───── DATA FOR PROCESSING ─────

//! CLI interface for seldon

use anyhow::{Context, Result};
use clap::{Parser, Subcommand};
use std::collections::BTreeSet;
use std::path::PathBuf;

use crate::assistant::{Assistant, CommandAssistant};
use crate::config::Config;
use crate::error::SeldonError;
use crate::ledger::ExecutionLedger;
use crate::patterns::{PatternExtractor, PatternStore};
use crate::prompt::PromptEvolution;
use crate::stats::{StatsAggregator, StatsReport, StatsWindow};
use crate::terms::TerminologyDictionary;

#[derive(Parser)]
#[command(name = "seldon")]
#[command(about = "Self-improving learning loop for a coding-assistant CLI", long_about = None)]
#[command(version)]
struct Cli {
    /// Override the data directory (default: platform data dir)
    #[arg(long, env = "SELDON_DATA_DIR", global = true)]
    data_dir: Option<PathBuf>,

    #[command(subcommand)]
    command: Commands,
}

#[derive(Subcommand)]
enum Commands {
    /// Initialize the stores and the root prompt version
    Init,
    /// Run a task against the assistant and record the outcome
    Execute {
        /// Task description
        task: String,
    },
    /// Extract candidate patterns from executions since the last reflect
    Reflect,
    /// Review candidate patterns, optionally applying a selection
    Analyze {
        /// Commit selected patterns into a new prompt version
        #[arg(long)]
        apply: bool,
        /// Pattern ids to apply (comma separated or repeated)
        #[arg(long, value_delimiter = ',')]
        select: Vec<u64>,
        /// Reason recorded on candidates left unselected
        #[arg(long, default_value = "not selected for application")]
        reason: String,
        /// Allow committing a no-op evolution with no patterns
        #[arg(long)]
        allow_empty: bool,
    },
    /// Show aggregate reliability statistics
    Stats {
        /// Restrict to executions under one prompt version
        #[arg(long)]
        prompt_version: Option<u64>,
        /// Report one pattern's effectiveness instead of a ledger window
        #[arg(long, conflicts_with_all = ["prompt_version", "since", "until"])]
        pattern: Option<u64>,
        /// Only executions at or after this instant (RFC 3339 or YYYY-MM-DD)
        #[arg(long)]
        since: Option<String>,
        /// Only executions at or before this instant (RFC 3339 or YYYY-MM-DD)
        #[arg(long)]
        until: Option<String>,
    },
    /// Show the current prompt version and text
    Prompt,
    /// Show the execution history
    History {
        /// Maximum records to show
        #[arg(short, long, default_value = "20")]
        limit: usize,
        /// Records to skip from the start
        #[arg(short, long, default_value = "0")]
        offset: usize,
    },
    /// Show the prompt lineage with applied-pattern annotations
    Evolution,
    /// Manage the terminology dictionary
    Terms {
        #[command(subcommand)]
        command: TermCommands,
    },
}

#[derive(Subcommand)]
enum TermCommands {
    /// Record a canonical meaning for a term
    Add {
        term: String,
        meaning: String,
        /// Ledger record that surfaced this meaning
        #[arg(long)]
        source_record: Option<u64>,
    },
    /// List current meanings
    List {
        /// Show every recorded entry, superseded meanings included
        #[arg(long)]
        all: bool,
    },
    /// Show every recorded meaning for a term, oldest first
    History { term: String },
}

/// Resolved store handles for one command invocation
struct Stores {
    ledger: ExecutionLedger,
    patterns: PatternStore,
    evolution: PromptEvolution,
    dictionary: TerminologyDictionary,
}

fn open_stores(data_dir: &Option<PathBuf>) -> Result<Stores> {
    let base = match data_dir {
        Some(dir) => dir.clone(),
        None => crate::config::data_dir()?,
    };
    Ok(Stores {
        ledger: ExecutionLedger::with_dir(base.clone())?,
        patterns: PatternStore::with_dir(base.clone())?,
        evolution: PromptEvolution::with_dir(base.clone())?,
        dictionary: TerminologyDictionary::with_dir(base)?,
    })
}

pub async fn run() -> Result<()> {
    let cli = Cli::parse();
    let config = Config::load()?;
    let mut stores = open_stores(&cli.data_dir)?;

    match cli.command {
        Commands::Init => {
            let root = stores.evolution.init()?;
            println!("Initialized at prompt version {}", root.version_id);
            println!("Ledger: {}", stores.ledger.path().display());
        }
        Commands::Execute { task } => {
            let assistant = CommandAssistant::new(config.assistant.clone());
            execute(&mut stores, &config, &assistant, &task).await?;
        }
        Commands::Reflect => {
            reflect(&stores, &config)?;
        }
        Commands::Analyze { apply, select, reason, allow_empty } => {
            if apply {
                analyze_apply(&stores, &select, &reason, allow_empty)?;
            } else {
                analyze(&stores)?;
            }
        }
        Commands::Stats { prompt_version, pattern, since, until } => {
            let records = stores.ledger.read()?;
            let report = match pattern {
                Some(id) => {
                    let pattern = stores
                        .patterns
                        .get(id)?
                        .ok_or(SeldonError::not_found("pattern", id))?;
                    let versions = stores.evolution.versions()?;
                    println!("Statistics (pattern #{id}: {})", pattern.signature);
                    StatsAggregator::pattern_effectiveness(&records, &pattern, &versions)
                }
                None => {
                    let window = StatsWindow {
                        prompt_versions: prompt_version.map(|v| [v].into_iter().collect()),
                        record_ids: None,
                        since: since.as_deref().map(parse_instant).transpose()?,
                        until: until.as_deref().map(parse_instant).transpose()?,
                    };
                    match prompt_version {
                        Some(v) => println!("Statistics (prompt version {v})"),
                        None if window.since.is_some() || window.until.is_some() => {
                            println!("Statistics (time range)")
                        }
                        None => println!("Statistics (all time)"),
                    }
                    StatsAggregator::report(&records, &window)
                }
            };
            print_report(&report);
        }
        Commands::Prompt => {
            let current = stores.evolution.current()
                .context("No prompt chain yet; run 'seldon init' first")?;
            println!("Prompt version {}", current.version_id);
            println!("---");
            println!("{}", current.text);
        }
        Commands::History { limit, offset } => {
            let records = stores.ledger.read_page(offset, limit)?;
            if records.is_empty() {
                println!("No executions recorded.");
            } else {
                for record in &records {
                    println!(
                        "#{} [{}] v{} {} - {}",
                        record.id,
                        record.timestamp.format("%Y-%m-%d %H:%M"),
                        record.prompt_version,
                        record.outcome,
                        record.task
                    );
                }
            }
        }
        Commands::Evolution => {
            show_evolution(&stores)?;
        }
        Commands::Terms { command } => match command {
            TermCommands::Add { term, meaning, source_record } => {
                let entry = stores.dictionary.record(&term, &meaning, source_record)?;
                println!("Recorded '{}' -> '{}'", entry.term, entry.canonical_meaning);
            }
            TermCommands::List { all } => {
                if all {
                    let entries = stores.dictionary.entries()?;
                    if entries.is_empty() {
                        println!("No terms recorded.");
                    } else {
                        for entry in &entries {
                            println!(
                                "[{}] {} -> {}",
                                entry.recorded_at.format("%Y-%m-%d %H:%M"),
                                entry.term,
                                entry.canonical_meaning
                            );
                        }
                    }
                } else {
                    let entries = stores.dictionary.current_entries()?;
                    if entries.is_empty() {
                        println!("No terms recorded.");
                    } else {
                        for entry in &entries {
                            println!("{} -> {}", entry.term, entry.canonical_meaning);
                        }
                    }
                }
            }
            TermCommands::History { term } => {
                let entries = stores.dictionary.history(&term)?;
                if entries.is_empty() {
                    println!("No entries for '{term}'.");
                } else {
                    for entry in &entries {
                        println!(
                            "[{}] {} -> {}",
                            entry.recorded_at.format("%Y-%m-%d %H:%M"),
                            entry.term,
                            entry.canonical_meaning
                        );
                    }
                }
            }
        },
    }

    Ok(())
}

─────

* **TASK REQUIREMENTS**: Every entry must be output again exactly as it was given.

* **REPLY**:
//! CLI interface for seldon

use anyhow::{Context, Result};
use clap::{Parser, Subcommand};
use std::collections::BTreeSet;
use std::path::PathBuf;

use crate::assistant::{Assistant, CommandAssistant};
use crate::config::Config;
use crate::error::SeldonError;
use crate::ledger::ExecutionLedger;
use crate::patterns::{PatternExtractor, PatternStore};
use crate::prompt::PromptEvolution;
use crate::stats::{StatsAggregator, StatsReport, StatsWindow};
use crate::terms::TerminologyDictionary;

#[derive(Parser)]
#[command(name = "seldon")]
#[command(about = "Self-improving learning loop for a coding-assistant CLI", long_about = None)]
#[command(version)]
struct Cli {
    /// Override the data directory (default: platform data dir)
    #[arg(long, env = "SELDON_DATA_DIR", global = true)]
    data_dir: Option<PathBuf>,

    #[command(subcommand)]
    command: Commands,
}

#[derive(Subcommand)]
enum Commands {
    /// Initialize the stores and the root prompt version
    Init,
    /// Run a task against the assistant and record the outcome
    Execute {
        /// Task description
        task: String,
    },
    /// Extract candidate patterns from executions since the last reflect
    Reflect,
    /// Review candidate patterns, optionally applying a selection
    Analyze {
        /// Commit selected patterns into a new prompt version
        #[arg(long)]
        apply: bool,
        /// Pattern ids to apply (comma separated or repeated)
        #[arg(long, value_delimiter = ',')]
        select: Vec<u64>,
        /// Reason recorded on candidates left unselected
        #[arg(long, default_value = "not selected for application")]
        reason: String,
        /// Allow committing a no-op evolution with no patterns
        #[arg(long)]
        allow_empty: bool,
    },
    /// Show aggregate reliability statistics
    Stats {
        /// Restrict to executions under one prompt version
        #[arg(long)]
        prompt_version: Option<u64>,
        /// Report one pattern's effectiveness instead of a ledger window
        #[arg(long, conflicts_with_all = ["prompt_version", "since", "until"])]
        pattern: Option<u64>,
        /// Only executions at or after this instant (RFC 3339 or YYYY-MM-DD)
        #[arg(long)]
        since: Option<String>,
        /// Only executions at or before this instant (RFC 3339 or YYYY-MM-DD)
        #[arg(long)]
        until: Option<String>,
    },
    /// Show the current prompt version and text
    Prompt,
    /// Show the execution history
    History {
        /// Maximum records to show
        #[arg(short, long, default_value = "20")]
        limit: usize,
        /// Records to skip from the start
        #[arg(short, long, default_value = "0")]
        offset: usize,
    },
    /// Show the prompt lineage with applied-pattern annotations
    Evolution,
    /// Manage the terminology dictionary
    Terms {
        #[command(subcommand)]
        command: TermCommands,
    },
}

#[derive(Subcommand)]
enum TermCommands {
    /// Record a canonical meaning for a term
    Add {
        term: String,
        meaning: String,
        /// Ledger record that surfaced this meaning
        #[arg(long)]
        source_record: Option<u64>,
    },
    /// List current meanings
    List {
        /// Show every recorded entry, superseded meanings included
        #[arg(long)]
        all: bool,
    },
    /// Show every recorded meaning for a term, oldest first
    History { term: String },
}

/// Resolved store handles for one command invocation
struct Stores {
    ledger: ExecutionLedger,
    patterns: PatternStore,
    evolution: PromptEvolution,
    dictionary: TerminologyDictionary,
}

fn open_stores(data_dir: &Option<PathBuf>) -> Result<Stores> {
    let base = match data_dir {
        Some(dir) => dir.clone(),
        None => crate::config::data_dir()?,
    };
    Ok(Stores {
        ledger: ExecutionLedger::with_dir(base.clone())?,
        patterns: PatternStore::with_dir(base.clone())?,
        evolution: PromptEvolution::with_dir(base.clone())?,
        dictionary: TerminologyDictionary::with_dir(base)?,
    })
}

pub async fn run() -> Result<()> {
    let cli = Cli::parse();
    let config = Config::load()?;
    let mut stores = open_stores(&cli.data_dir)?;

    match cli.command {
        Commands::Init => {
            let root = stores.evolution.init()?;
            println!("Initialized at prompt version {}", root.version_id);
            println!("Ledger: {}", stores.ledger.path().display());
        }
        Commands::Execute { task } => {
            let assistant = CommandAssistant::new(config.assistant.clone());
            execute(&mut stores, &config, &assistant, &task).await?;
        }
        Commands::Reflect => {
            reflect(&stores, &config)?;
        }
        Commands::Analyze { apply, select, reason, allow_empty } => {
            if apply {
                analyze_apply(&stores, &select, &reason, allow_empty)?;
            } else {
                analyze(&stores)?;
            }
        }
        Commands::Stats { prompt_version, pattern, since, until } => {
            let records = stores.ledger.read()?;
            let report = match pattern {
                Some(id) => {
                    let pattern = stores
                        .patterns
                        .get(id)?
                        .ok_or(SeldonError::not_found("pattern", id))?;
                    let versions = stores.evolution.versions()?;
                    println!("Statistics (pattern #{id}: {})", pattern.signature);
                    StatsAggregator::pattern_effectiveness(&records, &pattern, &versions)
                }
                None => {
                    let window = StatsWindow {
                        prompt_versions: prompt_version.map(|v| [v].into_iter().collect()),
                        record_ids: None,
                        since: since.as_deref().map(parse_instant).transpose()?,
                        until: until.as_deref().map(parse_instant).transpose()?,
                    };
                    match prompt_version {
                        Some(v) => println!("Statistics (prompt version {v})"),
                        None if window.since.is_some() || window.until.is_some() => {
                            println!("Statistics (time range)")
                        }
                        None => println!("Statistics (all time)"),
                    }
                    StatsAggregator::report(&records, &window)
                }
            };
            print_report(&report);
        }
        Commands::Prompt => {
            let current = stores.evolution.current()
                .context("No prompt chain yet; run 'seldon init' first")?;
            println!("Prompt version {}", current.version_id);
            println!("---");
            println!("{}", current.text);
        }
        Commands::History { limit, offset } => {
            let records = stores.ledger.read_page(offset, limit)?;
            if records.is_empty() {
                println!("No executions recorded.");
            } else {
                for record in &records {
                    println!(
                        "#{} [{}] v{} {} - {}",
                        record.id,
                        record.timestamp.format("%Y-%m-%d %H:%M"),
                        record.prompt_version,
                        record.outcome,
                        record.task
                    );
                }
            }
        }
        Commands::Evolution => {
            show_evolution(&stores)?;
        }
        Commands::Terms { command } => match command {
            TermCommands::Add { term, meaning, source_record } => {
                let entry = stores.dictionary.record(&term, &meaning, source_record)?;
                println!("Recorded '{}' -> '{}'", entry.term, entry.canonical_meaning);
            }
            TermCommands::List { all } => {
                if all {
                    let entries = stores.dictionary.entries()?;
                    if entries.is_empty() {
                        println!("No terms recorded.");
                    } else {
                        for entry in &entries {
                            println!(
                                "[{}] {} -> {}",
                                entry.recorded_at.format("%Y-%m-%d %H:%M"),
                                entry.term,
                                entry.canonical_meaning
                            );
                        }
                    }
                } else {
                    let entries = stores.dictionary.current_entries()?;
                    if entries.is_empty() {
                        println!("No terms recorded.");
                    } else {
                        for entry in &entries {
                            println!("{} -> {}", entry.term, entry.canonical_meaning);
                        }
                    }
                }
            }
            TermCommands::History { term } => {
                let entries = stores.dictionary.history(&term)?;
                if entries.is_empty() {
                    println!("No entries for '{term}'.");
                } else {
                    for entry in &entries {
                        println!(
                            "[{}] {} -> {}",
                            entry.recorded_at.format("%Y-%m-%d %H:%M"),
                            entry.term,
                            entry.canonical_meaning
                        );
                    }
                }
            }
        },
    }

    Ok(())
}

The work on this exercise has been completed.